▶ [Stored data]

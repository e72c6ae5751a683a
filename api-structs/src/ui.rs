pub mod analytics;
pub mod user;
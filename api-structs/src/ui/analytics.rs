use backtraced_error::SerdeJsonError;
use serde::{Deserialize, Deserializer, Serialize};
use serde_json::Value;

/// One row of `GET /api/health-analytics`: the risk probabilities of a single
/// prediction, as percentages.
///
/// Every field decodes leniently so a single bad row never fails the whole list.
#[derive(Debug, Clone, Default, PartialEq, Deserialize, Serialize)]
#[serde(rename_all = "camelCase")]
pub struct HealthMetric {
    #[serde(default, deserialize_with = "lenient_string")]
    pub date: Option<String>,
    /// Server side `"Mar 2024"` label, informational only
    #[serde(default, deserialize_with = "lenient_string")]
    pub month: Option<String>,
    #[serde(default, deserialize_with = "lenient_probability")]
    pub stroke_probability: Option<f64>,
    #[serde(default, deserialize_with = "lenient_probability")]
    pub cardio_probability: Option<f64>,
    #[serde(default, deserialize_with = "lenient_probability")]
    pub diabetes_probability: Option<f64>,
}

/// Numbers and numeric strings are probabilities, anything else is absent.
pub fn probability_from_json(value: &Value) -> Option<f64> {
    match value {
        Value::Number(n) => n.as_f64(),
        Value::String(s) => s.trim().parse::<f64>().ok(),
        _ => None,
    }
}

fn lenient_probability<'de, D>(deserializer: D) -> Result<Option<f64>, D::Error>
where
    D: Deserializer<'de>,
{
    let value = Value::deserialize(deserializer)?;
    Ok(probability_from_json(&value))
}

fn lenient_string<'de, D>(deserializer: D) -> Result<Option<String>, D::Error>
where
    D: Deserializer<'de>,
{
    match Value::deserialize(deserializer)? {
        Value::String(s) => Ok(Some(s)),
        _ => Ok(None),
    }
}

pub fn parse_health_metrics(body: &str) -> Result<Vec<HealthMetric>, SerdeJsonError> {
    serde_json::from_str(body).map_err(|e| {
        SerdeJsonError::from_serde_json_error(e, "decoding health analytics response", body)
    })
}
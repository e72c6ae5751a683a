//! Shortens x-axis tick text on narrow screens. Only the rendered text changes,
//! the labels and series the ticks belong to are left alone.

/// Above this many points every other interior tick is hidden.
const MIN_POINTS_FOR_THINNING: usize = 6;

pub fn format_tick_label(label: &str, index: usize, total: usize, narrow: bool) -> String {
    if label.is_empty() || !narrow {
        return label.to_string();
    }

    let interior = index > 0 && index + 1 < total;
    if interior && total > MIN_POINTS_FOR_THINNING && index % 2 == 1 {
        return String::new();
    }

    if is_iso_date(label) {
        // YYYY-MM-DD -> MM/DD
        return format!("{}/{}", &label[5..7], &label[8..10]);
    }

    let mut parts = label.split(' ');
    if let (Some(month), Some(year), None) = (parts.next(), parts.next(), parts.next()) {
        if year.chars().count() == 4 {
            return month.to_string();
        }
    }

    label.to_string()
}

/// Same length as `labels`, position by position.
pub fn format_tick_labels(labels: &[String], narrow: bool) -> Vec<String> {
    labels
        .iter()
        .enumerate()
        .map(|(index, label)| format_tick_label(label, index, labels.len(), narrow))
        .collect()
}

fn is_iso_date(label: &str) -> bool {
    let bytes = label.as_bytes();
    bytes.len() == 10
        && bytes.iter().enumerate().all(|(i, b)| match i {
            4 | 7 => *b == b'-',
            _ => b.is_ascii_digit(),
        })
}

#[cfg(test)]
mod test {
    use crate::tick_labels::{format_tick_label, format_tick_labels};

    fn labels(raw: &[&str]) -> Vec<String> {
        raw.iter().map(|s| s.to_string()).collect()
    }

    #[test]
    fn wide_screens_are_untouched() {
        let input = labels(&["2024-03-01", "2024-03-02", "2024-03-03"]);
        assert_eq!(format_tick_labels(&input, false), input);
    }

    #[test]
    fn dates_and_months_are_abbreviated() {
        assert_eq!(format_tick_label("2024-03-09", 0, 2, true), "03/09");
        assert_eq!(format_tick_label("Mar 2024", 1, 2, true), "Mar");
        assert_eq!(format_tick_label("Mar 24", 0, 1, true), "Mar 24");
        assert_eq!(format_tick_label("2024-3-9", 0, 1, true), "2024-3-9");
    }

    #[test]
    fn every_other_interior_tick_is_hidden_past_six_points() {
        let input = labels(&[
            "Jan 2024", "Feb 2024", "Mar 2024", "Apr 2024", "May 2024", "Jun 2024", "Jul 2024",
            "Aug 2024",
        ]);
        let formatted = format_tick_labels(&input, true);
        insta::assert_debug_snapshot!(formatted, @r###"
        [
            "Jan",
            "",
            "Mar",
            "",
            "May",
            "",
            "Jul",
            "Aug",
        ]
        "###);
    }

    #[test]
    fn six_points_keep_every_tick() {
        let input = labels(&[
            "2024-03-01",
            "2024-03-02",
            "2024-03-03",
            "2024-03-04",
            "2024-03-05",
            "2024-03-06",
        ]);
        let formatted = format_tick_labels(&input, true);
        assert!(formatted.iter().all(|l| !l.is_empty()));
        assert_eq!(formatted[5], "03/06");
    }

    #[test]
    fn empty_label_passes_through() {
        assert_eq!(format_tick_label("", 3, 10, true), "");
    }
}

▶ [Work order]
Pull every line containing "probabilities" from the data.

▶ [Reply]
/// One row of `GET /api/health-analytics`: the risk probabilities of a single
/// Numbers and numeric strings are probabilities, anything else is absent.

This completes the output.